The Canadian company said it will continue to provide service and support to existing customers on T-Mobile’s network or those who will buy products from the carrier’s inventory.
“Regretfully, at this time, our strategies are not complementary and we must act in the best interest of our BlackBerry customers,” BlackBerry Chief Executive John Chen said in a statement.
BlackBerry said it is “working closely” with other carrier partners to provide users with alternatives should they decide to switch from T-Mobile.
The relationship between the two companies soured after Blackberry’s CEO criticized T-Mobile for sending out emails to some of its customers in February, pitching free iPhone 5s (Pictures) and touting the promotion as a “great offer for BlackBerry customers.

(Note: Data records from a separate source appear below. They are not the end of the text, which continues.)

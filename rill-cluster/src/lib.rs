//! Rill Cluster - topology and lifecycle of a broker cluster under test.
//!
//! A cluster is three kinds of node started in a fixed order:
//!
//! 1. a coordination service,
//! 2. a storage layer that registers with it,
//! 3. one or more brokers that need both.
//!
//! The orchestrator knows nothing about what the processes are. Each role
//! has a launch command with `{placeholder}` arguments (see [`config`]), a
//! node is ready once its client port accepts connections, and everything
//! it prints is captured and written under the log directory when the
//! cluster stops:
//!
//! ```text
//! <log_dir>/<run_id>/<case>/broker-0.log
//! <log_dir>/<run_id>/<case>/storage-0.log
//! <log_dir>/<run_id>/<case>/coordination-0.log
//! ```
//!
//! # Example
//!
//! ```ignore
//! let config = ClusterConfig::from_file("cluster.toml")?;
//! let cluster = Cluster::start(&config, "write_and_read").await?;
//! let brokers = cluster.broker_addresses();
//! // ... drive a workload against `brokers` ...
//! let report = cluster.stop().await;
//! assert!(report.is_clean());
//! ```

#![forbid(unsafe_code)]
#![deny(missing_docs)]
#![deny(clippy::all)]
#![warn(clippy::pedantic)]
#![warn(clippy::nursery)]
#![allow(clippy::module_name_repetitions)]

pub mod config;
mod error;
mod logs;
mod orchestrator;
mod readiness;
mod topology;

pub use config::{ClusterConfig, ClusterConfigBuilder, NodeCommand, ReadinessPolicy, CONFIG_ENV};
pub use error::{ClusterError, Result};
pub use logs::{LogBuffer, DEFAULT_LOG_CAPACITY};
pub use orchestrator::{Cluster, NodeHandle, TeardownReport};
pub use readiness::{probe, wait_until_ready};
pub use topology::{ClusterTopology, ClusterTopologyBuilder, NodeRole, NodeSpec};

This sparked an uproar on social media forums after some of the telecommunications company’s loyal BlackBerry customers reacted angrily to the offer, which they perceived as a slight.
The backlash prompted T-Mobile U.S. Chief Executive John Legere to respond publicly, assuring Blackberry and its users of his company’s support.
T-Mobile could not immediately be reached for comment outside regular U.S. business hours.
BlackBerry, a one-time pioneer in the smartphone industry, has been struggling to claw back market share lost to Apple Inc’s iPhone, Samsung Electronics Co Ltd’s Galaxy devices, and other smartphones powered by Google Inc’s Android operating system.